Moz Q&A is closed.
After more than 13 years, and tens of thousands of questions, Moz Q&A closed on 12th December 2024. Whilst we’re not completely removing the content - many posts will still be possible to view - we have locked both new posts and new replies. More details here.
How to resolve Duplicate Page Content issue for root domain & index.html?
-
SEOMoz returns a Duplicate Page Content error for a website's index page, with both domain.com and domain.com/index.html isted seperately. We had a rewrite in the htacess file, but for some reason this has not had an impact and we have since removed it. What's the best way (in an HTML website) to ensure all index.html links are automatically redirected to the root domain and these aren't seen as two separate pages?
-
great code Josh...but , after i saved it on .htaccess , a "?" appeared on the link..

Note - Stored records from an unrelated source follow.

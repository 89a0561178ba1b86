//! Service layer: business logic orchestration.
//!
//! [`FeedService`] stores feed records through a
//! [`super::persistence::FeedRepository`] and announces them on the
//! [`super::events::EventStore`]. [`SearchService`] answers queries from
//! the [`super::search::SearchRepository`] and rebuilds it on demand.

pub mod feed_service;
pub mod search_service;

pub use feed_service::FeedService;
pub use search_service::{ReindexReport, SearchService};
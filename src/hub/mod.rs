//! Connection registry and dispatcher.
//!
//! The [`Hub`] owns the set of live peers. Membership changes are
//! submitted as requests to a single control task ([`HubControl::run`]),
//! which applies them under the membership lock one at a time.
//! [`Hub::broadcast`] snapshots the membership under the same lock and
//! then enqueues onto each peer without holding it.
//!
//! # Backpressure
//!
//! Enqueueing never waits. When a peer's outbound queue is full the
//! payload is dropped for that peer only. A peer that has dropped
//! [`HubConfig::slow_peer_max_drops`] broadcasts in a row is closed and
//! unregistered. A peer whose write loop has already exited is
//! unregistered on the first broadcast that notices it.

pub mod peer;

use std::collections::BTreeMap;
use std::sync::Arc;
use std::time::Duration;

use axum::body::Bytes;
use parking_lot::Mutex;
use tokio::sync::{mpsc, oneshot};
use tokio::task::JoinHandle;
use tracing::{debug, info, warn};

pub use peer::{EnqueueOutcome, Outbound, Peer};

use crate::domain::PeerId;
use crate::ws::messages::WsMessage;

/// Tunables shared by the hub and the connections it manages.
#[derive(Debug, Clone)]
pub struct HubConfig {
    /// Slots in each peer's outbound queue.
    pub outbound_queue_capacity: usize,
    /// Interval between keepalive pings written by each peer's write loop.
    pub keepalive_interval: Duration,
    /// Consecutive dropped broadcasts after which a peer is evicted.
    pub slow_peer_max_drops: u32,
}

impl Default for HubConfig {
    fn default() -> Self {
        Self {
            outbound_queue_capacity: 256,
            keepalive_interval: Duration::from_secs(30),
            slow_peer_max_drops: 8,
        }
    }
}

/// Per-call outcome of [`Hub::broadcast`].
#[derive(Debug, Clone, Copy, Default, PartialEq, Eq)]
pub struct BroadcastReport {
    /// Peers in the snapshot after applying the exclusion.
    pub recipients: usize,
    /// Peers the payload was queued for.
    pub delivered: usize,
    /// Peers whose queue was full.
    pub dropped: usize,
    /// Peers scheduled for unregistration by this call.
    pub evicted: usize,
}

#[derive(Debug)]
enum HubRequest {
    Register {
        peer: Peer,
        ack: oneshot::Sender<()>,
    },
    Unregister {
        peer: Peer,
        ack: Option<oneshot::Sender<()>>,
    },
    Shutdown {
        ack: oneshot::Sender<()>,
    },
}

#[derive(Debug)]
struct Membership {
    peers: Mutex<BTreeMap<PeerId, Peer>>,
    config: HubConfig,
}

/// Cloneable handle to the connection registry.
///
/// Created with [`Hub::new`] (which also returns the control task) or
/// [`Hub::spawn`]. Lifecycle: `new → run → shutdown`.
#[derive(Debug, Clone)]
pub struct Hub {
    membership: Arc<Membership>,
    requests: mpsc::UnboundedSender<HubRequest>,
}

/// The hub's control task. The only writer of the membership map.
#[derive(Debug)]
pub struct HubControl {
    membership: Arc<Membership>,
    requests: mpsc::UnboundedReceiver<HubRequest>,
}

impl Hub {
    /// Creates a hub handle and its not-yet-running control task.
    ///
    /// Register and unregister calls wait on the control task, so
    /// [`HubControl::run`] must be driven for the hub to make progress.
    #[must_use]
    pub fn new(config: HubConfig) -> (Self, HubControl) {
        let membership = Arc::new(Membership {
            peers: Mutex::new(BTreeMap::new()),
            config,
        });
        let (tx, rx) = mpsc::unbounded_channel();
        let hub = Self {
            membership: Arc::clone(&membership),
            requests: tx,
        };
        let control = HubControl {
            membership,
            requests: rx,
        };
        (hub, control)
    }

    /// Creates a hub and spawns its control task on the current runtime.
    #[must_use]
    pub fn spawn(config: HubConfig) -> (Self, JoinHandle<()>) {
        let (hub, control) = Self::new(config);
        let handle = tokio::spawn(control.run());
        (hub, handle)
    }

    /// Returns the hub's configuration.
    #[must_use]
    pub fn config(&self) -> &HubConfig {
        &self.membership.config
    }

    /// Creates a peer handle sized by this hub's queue capacity.
    #[must_use]
    pub fn new_peer(&self, id: PeerId) -> (Peer, mpsc::Receiver<Outbound>) {
        Peer::new(id, self.membership.config.outbound_queue_capacity)
    }

    /// Adds a peer to the membership and queues its welcome message.
    ///
    /// Returns once the control task has applied the change. If the hub
    /// has shut down the peer is closed instead.
    pub async fn register(&self, peer: Peer) {
        let (ack, done) = oneshot::channel();
        let request = HubRequest::Register {
            peer: peer.clone(),
            ack,
        };
        if self.requests.send(request).is_err() || done.await.is_err() {
            debug!(peer_id = %peer.id(), "hub stopped, closing late peer");
            peer.close();
        }
    }

    /// Removes a peer and closes its connection.
    ///
    /// Unknown or already-removed peers are ignored. Returns once the
    /// control task has applied the change.
    pub async fn unregister(&self, peer: &Peer) {
        peer.close();
        let (ack, done) = oneshot::channel();
        let request = HubRequest::Unregister {
            peer: peer.clone(),
            ack: Some(ack),
        };
        if self.requests.send(request).is_ok() {
            let _ = done.await;
        }
    }

    /// Closes a peer and queues its removal without waiting for it.
    fn evict(&self, peer: &Peer) {
        peer.close();
        let _ = self.requests.send(HubRequest::Unregister {
            peer: peer.clone(),
            ack: None,
        });
    }

    /// Enqueues `payload` onto every registered peer except `exclude`.
    ///
    /// Never waits on a peer. See the module docs for the backpressure
    /// rule applied to full queues.
    pub fn broadcast(&self, payload: &Bytes, exclude: Option<&PeerId>) -> BroadcastReport {
        let snapshot: Vec<Peer> = {
            let peers = self.membership.peers.lock();
            peers
                .values()
                .filter(|peer| exclude != Some(peer.id()))
                .cloned()
                .collect()
        };

        let max_drops = self.membership.config.slow_peer_max_drops.max(1);
        let mut report = BroadcastReport {
            recipients: snapshot.len(),
            ..BroadcastReport::default()
        };

        for peer in &snapshot {
            match peer.try_enqueue(payload.clone()) {
                EnqueueOutcome::Queued => report.delivered += 1,
                EnqueueOutcome::Full { consecutive } => {
                    report.dropped += 1;
                    if consecutive >= max_drops {
                        warn!(
                            peer_id = %peer.id(),
                            dropped = consecutive,
                            "evicting slow peer"
                        );
                        self.evict(peer);
                        report.evicted += 1;
                    } else {
                        debug!(peer_id = %peer.id(), dropped = consecutive, "peer queue full");
                    }
                }
                EnqueueOutcome::Closed => {
                    debug!(peer_id = %peer.id(), "peer write loop gone");
                    self.evict(peer);
                    report.evicted += 1;
                }
            }
        }

        debug!(
            recipients = report.recipients,
            delivered = report.delivered,
            dropped = report.dropped,
            "broadcast"
        );
        report
    }

    /// Stops the control task and closes every peer.
    ///
    /// Later registrations close the incoming peer immediately.
    pub async fn shutdown(&self) {
        let (ack, done) = oneshot::channel();
        if self.requests.send(HubRequest::Shutdown { ack }).is_ok() {
            let _ = done.await;
        }
        self.membership.close_all();
    }

    /// Number of registered peers.
    #[must_use]
    pub fn peer_count(&self) -> usize {
        self.membership.peers.lock().len()
    }

    /// Returns `true` if a peer with this identifier is registered.
    #[must_use]
    pub fn contains(&self, id: &PeerId) -> bool {
        self.membership.peers.lock().contains_key(id)
    }

    /// Identifiers of all registered peers, in broadcast order.
    #[must_use]
    pub fn peer_ids(&self) -> Vec<PeerId> {
        self.membership.peers.lock().keys().cloned().collect()
    }
}

impl HubControl {
    /// Applies register/unregister requests until shutdown or until every
    /// [`Hub`] handle is dropped.
    #[tracing::instrument(skip_all, name = "hub")]
    pub async fn run(mut self) {
        info!("hub started");
        while let Some(request) = self.requests.recv().await {
            match request {
                HubRequest::Register { peer, ack } => {
                    self.membership.add(peer);
                    let _ = ack.send(());
                }
                HubRequest::Unregister { peer, ack } => {
                    self.membership.remove(&peer);
                    if let Some(ack) = ack {
                        let _ = ack.send(());
                    }
                }
                HubRequest::Shutdown { ack } => {
                    self.requests.close();
                    self.drain();
                    self.membership.close_all();
                    let _ = ack.send(());
                    break;
                }
            }
        }
        self.membership.close_all();
        info!("hub stopped");
    }

    /// Settles requests that arrived after shutdown began.
    fn drain(&mut self) {
        while let Ok(request) = self.requests.try_recv() {
            match request {
                HubRequest::Register { peer, .. } => peer.close(),
                HubRequest::Unregister { peer, ack } => {
                    peer.close();
                    if let Some(ack) = ack {
                        let _ = ack.send(());
                    }
                }
                HubRequest::Shutdown { ack } => {
                    let _ = ack.send(());
                }
            }
        }
    }
}

impl Membership {
    fn add(&self, peer: Peer) {
        match WsMessage::welcome(peer.id()).to_payload() {
            Ok(welcome) => {
                // Queued before the insert so no broadcast can overtake it.
                if peer.try_enqueue(welcome) != EnqueueOutcome::Queued {
                    warn!(peer_id = %peer.id(), "could not queue welcome message");
                }
            }
            Err(e) => warn!(peer_id = %peer.id(), error = %e, "failed to encode welcome"),
        }

        let (replaced, count) = {
            let mut peers = self.peers.lock();
            let replaced = peers.insert(peer.id().clone(), peer.clone());
            (replaced, peers.len())
        };
        if let Some(old) = replaced
            && !old.same_as(&peer)
        {
            warn!(
                peer_id = %peer.id(),
                stale_serial = old.serial(),
                "replacing stale peer with same id"
            );
            old.close();
        }
        info!(
            peer_id = %peer.id(),
            serial = peer.serial(),
            peers = count,
            "peer registered"
        );
    }

    fn remove(&self, peer: &Peer) {
        let (removed, count) = {
            let mut peers = self.peers.lock();
            let removed = match peers.get(peer.id()) {
                Some(current) if current.same_as(peer) => peers.remove(peer.id()),
                _ => None,
            };
            (removed, peers.len())
        };
        peer.close();
        if removed.is_some() {
            info!(
                peer_id = %peer.id(),
                serial = peer.serial(),
                peers = count,
                dropped = peer.total_drops(),
                "peer unregistered"
            );
        } else {
            debug!(peer_id = %peer.id(), "unregister of unknown peer ignored");
        }
    }

    fn close_all(&self) {
        let peers = std::mem::take(&mut *self.peers.lock());
        for peer in peers.values() {
            peer.close();
        }
        if !peers.is_empty() {
            info!(peers = peers.len(), "closed all peers");
        }
    }
}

http://www.domain.com/?/example/file.html
Is this ok ? pls advice/
Thank you,
-
You touched on a good point here "We set up our site to utilize a index redirect for all of our sub directories as well, so with this method you simply name your sub directories to match the url path that you desire. Each sub directory has it's own index which you redirect with a variation of the above code. By doing this you can have nice clean url paths like http://www.semclix.com/design/ecommerce/ - and mitigate the duplicate content issue. We hope that this helps."
Too often I see sites where they get the home page right but miss the re-write on the directories.
-
Here's the .htaccess rewrite command that you can use for the index.html redirect -
Options +FollowSymlinks RewriteEngine on
Index Rewrite RewriteRule ^index.(htm|html|php) http://www.amarasoftware.com/ [R=301,L] RewriteRule ^(.*)/index.(htm|html|php) http://www.amarasoftware.com/$1/ [R=301,L]

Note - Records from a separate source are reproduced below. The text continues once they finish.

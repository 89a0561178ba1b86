//! REST API layer: route handlers, DTOs, and router composition.
//!
//! Resource endpoints are mounted under `/api/v1`; `/health` and `/ws`
//! live at the root.

pub mod dto;
pub mod handlers;

use axum::Router;
use axum::routing::get;
use tower_http::cors::CorsLayer;
use tower_http::trace::TraceLayer;
use utoipa::OpenApi;

use crate::app_state::AppState;
use crate::ws::handler::ws_handler;

/// OpenAPI document for the REST surface.
#[derive(Debug, OpenApi)]
#[openapi(
    info(title = "feed-pusher", description = "Feed creation with real-time WebSocket fan-out"),
    paths(
        handlers::feed::create_feed,
        handlers::feed::list_feeds,
        handlers::feed::get_feed,
        handlers::search::search_feeds,
        handlers::search::reindex,
        handlers::system::health_handler,
    ),
    components(schemas(
        crate::domain::Feed,
        dto::CreateFeedRequest,
        dto::FeedListResponse,
        dto::PaginationMeta,
        dto::ReindexResponse,
        handlers::system::HealthResponse,
        crate::error::ErrorResponse,
        crate::error::ErrorBody,
    )),
    tags(
        (name = "Feeds", description = "Feed creation and listing"),
        (name = "Search", description = "Full-text search over created feeds"),
        (name = "System", description = "Service health"),
    )
)]
pub struct ApiDoc;

/// Builds the complete API router with all REST endpoints.
pub fn build_router() -> Router<AppState> {
    let router = Router::new()
        .nest("/api/v1", handlers::routes())
        .merge(handlers::system::routes());

    #[cfg(feature = "swagger-ui")]
    let router = router.merge(
        utoipa_swagger_ui::SwaggerUi::new("/swagger-ui")
            .url("/api-docs/openapi.json", ApiDoc::openapi()),
    );

    router
}

/// Builds the full application: REST routes, the `/ws` upgrade endpoint,
/// HTTP tracing and permissive CORS, bound to `state`.
///
/// Serve it with `into_make_service_with_connect_info::<SocketAddr>()`;
/// the WebSocket handler derives peer identity from the remote address.
pub fn build_app(state: AppState) -> Router {
    Router::new()
        .merge(build_router())
        .route("/ws", get(ws_handler))
        .layer(TraceLayer::new_for_http())
        .layer(CorsLayer::permissive())
        .with_state(state)
}

#[cfg(test)]
mod tests {
    use super::*;

    #[test]
    fn openapi_lists_feed_routes() {
        let doc = ApiDoc::openapi();
        assert!(doc.paths.paths.contains_key("/api/v1/feeds"));
        assert!(doc.paths.paths.contains_key("/api/v1/feeds/{id}"));
        assert!(doc.paths.paths.contains_key("/api/v1/search"));
        assert!(doc.paths.paths.contains_key("/api/v1/reindex"));
        assert!(doc.paths.paths.contains_key("/health"));
    }
}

We set up our site to utilize a index redirect for all of our sub directories as well, so with this method you simply name your sub directories to match the url path that you desire. Each sub directory has it's own index which you redirect with a variation of the above code. By doing this you can have nice clean url paths like http://www.semclix.com/design/ecommerce/ - and mitigate the duplicate content issue. We hope that this helps.
-
I'd check it with some other software too... i.e. Raven Tools free trial or something, that will tell you if there's canonicalization problems... of course I'm not advocating Raven Tools over SEOmoz tools (I'm a member here and not there for good reasons), I just think best to try a few different tests before deciding if it's a problem. There might just be an issue with the SEOmoz campaign tool for the moment, which I'm sure they'll fix as soon as they realise.
Hey, aren't you the tutor I had in my SEC usability course?
-
Unfortunately I can't speak for how SEOmoz handles rewrites like this if it's already crawled the page.

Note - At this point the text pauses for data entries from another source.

//! Handle to one connected peer.
//!
//! A [`Peer`] is cheap to clone and shared between the hub's membership
//! map, the connection's read and write loops, and any broadcaster holding
//! a snapshot. It exposes only two capabilities to the outside: pushing a
//! payload onto the peer's bounded outbound queue and raising the peer's
//! disconnect signal.

use std::sync::Arc;
use std::sync::atomic::{AtomicU32, AtomicU64, Ordering};
use std::time::{Duration, Instant};

use axum::body::Bytes;
use tokio::sync::mpsc;
use tokio::sync::mpsc::error::TrySendError;
use tokio_util::sync::CancellationToken;

use crate::domain::PeerId;

/// Process-wide source of peer serial numbers.
static NEXT_SERIAL: AtomicU64 = AtomicU64::new(1);

/// One entry in a peer's outbound queue.
#[derive(Debug, Clone, PartialEq, Eq)]
pub enum Outbound {
    /// Written as a text frame when the bytes are valid UTF-8, as a binary
    /// frame otherwise. Hub payloads always take this form.
    Text(Bytes),
    /// Written as a binary frame.
    Binary(Bytes),
}

impl Outbound {
    /// Raw bytes of the entry.
    #[must_use]
    pub fn payload(&self) -> &Bytes {
        match self {
            Self::Text(bytes) | Self::Binary(bytes) => bytes,
        }
    }
}

impl From<Bytes> for Outbound {
    fn from(payload: Bytes) -> Self {
        Self::Text(payload)
    }
}

/// Result of a non-blocking enqueue onto a peer's outbound queue.
#[derive(Debug, Clone, Copy, PartialEq, Eq)]
pub enum EnqueueOutcome {
    /// The payload was queued.
    Queued,
    /// The queue was full and the payload was dropped for this peer.
    Full {
        /// Drops in a row, including this one, since the last successful
        /// enqueue.
        consecutive: u32,
    },
    /// The peer's write loop is gone; nothing will ever drain the queue.
    Closed,
}

/// Shared handle to a connected peer.
#[derive(Debug, Clone)]
pub struct Peer {
    inner: Arc<PeerInner>,
}

#[derive(Debug)]
struct PeerInner {
    id: PeerId,
    serial: u64,
    outbound: mpsc::Sender<Outbound>,
    disconnect: CancellationToken,
    consecutive_drops: AtomicU32,
    total_drops: AtomicU64,
    connected_at: Instant,
}

impl Peer {
    /// Creates a peer handle and the receiving end of its outbound queue.
    ///
    /// The receiver belongs to the peer's write loop. A `capacity` of zero
    /// is raised to one.
    #[must_use]
    pub fn new(id: PeerId, capacity: usize) -> (Self, mpsc::Receiver<Outbound>) {
        let (outbound, rx) = mpsc::channel(capacity.max(1));
        let peer = Self {
            inner: Arc::new(PeerInner {
                id,
                serial: NEXT_SERIAL.fetch_add(1, Ordering::Relaxed),
                outbound,
                disconnect: CancellationToken::new(),
                consecutive_drops: AtomicU32::new(0),
                total_drops: AtomicU64::new(0),
                connected_at: Instant::now(),
            }),
        };
        (peer, rx)
    }

    /// Returns the peer's identifier.
    #[must_use]
    pub fn id(&self) -> &PeerId {
        &self.inner.id
    }

    /// Returns the process-unique serial number of this connection.
    #[must_use]
    pub fn serial(&self) -> u64 {
        self.inner.serial
    }

    /// Returns `true` if both handles refer to the same connection.
    #[must_use]
    pub fn same_as(&self, other: &Self) -> bool {
        self.inner.serial == other.inner.serial
    }

    /// Pushes a payload without waiting.
    ///
    /// A full queue drops the payload and bumps the drop counters; a
    /// successful enqueue resets the consecutive counter.
    pub fn try_enqueue(&self, payload: impl Into<Outbound>) -> EnqueueOutcome {
        match self.inner.outbound.try_send(payload.into()) {
            Ok(()) => {
                self.inner.consecutive_drops.store(0, Ordering::Relaxed);
                EnqueueOutcome::Queued
            }
            Err(TrySendError::Full(_)) => {
                let _ = self.inner.total_drops.fetch_add(1, Ordering::Relaxed);
                let consecutive = self
                    .inner
                    .consecutive_drops
                    .fetch_add(1, Ordering::Relaxed)
                    .saturating_add(1);
                EnqueueOutcome::Full { consecutive }
            }
            Err(TrySendError::Closed(_)) => EnqueueOutcome::Closed,
        }
    }

    /// Pushes a payload, waiting for a free slot.
    ///
    /// Returns `false` if the peer was disconnected before the payload
    /// could be queued.
    pub async fn enqueue(&self, payload: impl Into<Outbound>) -> bool {
        tokio::select! {
            sent = self.inner.outbound.send(payload.into()) => sent.is_ok(),
            () = self.inner.disconnect.cancelled() => false,
        }
    }

    /// Raises the disconnect signal. Both I/O loops observe it and exit.
    ///
    /// Idempotent.
    pub fn close(&self) {
        self.inner.disconnect.cancel();
    }

    /// Returns `true` once [`Peer::close`] has been called.
    #[must_use]
    pub fn is_closed(&self) -> bool {
        self.inner.disconnect.is_cancelled()
    }

    /// Completes when the disconnect signal is raised.
    pub async fn closed(&self) {
        self.inner.disconnect.cancelled().await;
    }

    /// Drops in a row since the last successful enqueue.
    #[must_use]
    pub fn consecutive_drops(&self) -> u32 {
        self.inner.consecutive_drops.load(Ordering::Relaxed)
    }

    /// Total payloads dropped for this peer because its queue was full.
    #[must_use]
    pub fn total_drops(&self) -> u64 {
        self.inner.total_drops.load(Ordering::Relaxed)
    }

    /// Connection age.
    #[must_use]
    pub fn age(&self) -> Duration {
        self.inner.connected_at.elapsed()
    }
}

The rewrite rule you're using looks like it's only rewriting the www portion of the URL, not index.html. So alone it wouldn't do anything to solve dupe content issues. (someone please correct me if I'm misreading the rewrite rule)
Here's a link to what I used to write a redirect for index.html on another site.
http://www.webmasterworld.com/forum92/6375.htm
I think it is a fairly safe assumption to make that SEOmoz is smart enough to realize if you're got a redirect in there (providing that its working). I'd still recommend taking a look to see if Google has cached or indexed an index.html version, though.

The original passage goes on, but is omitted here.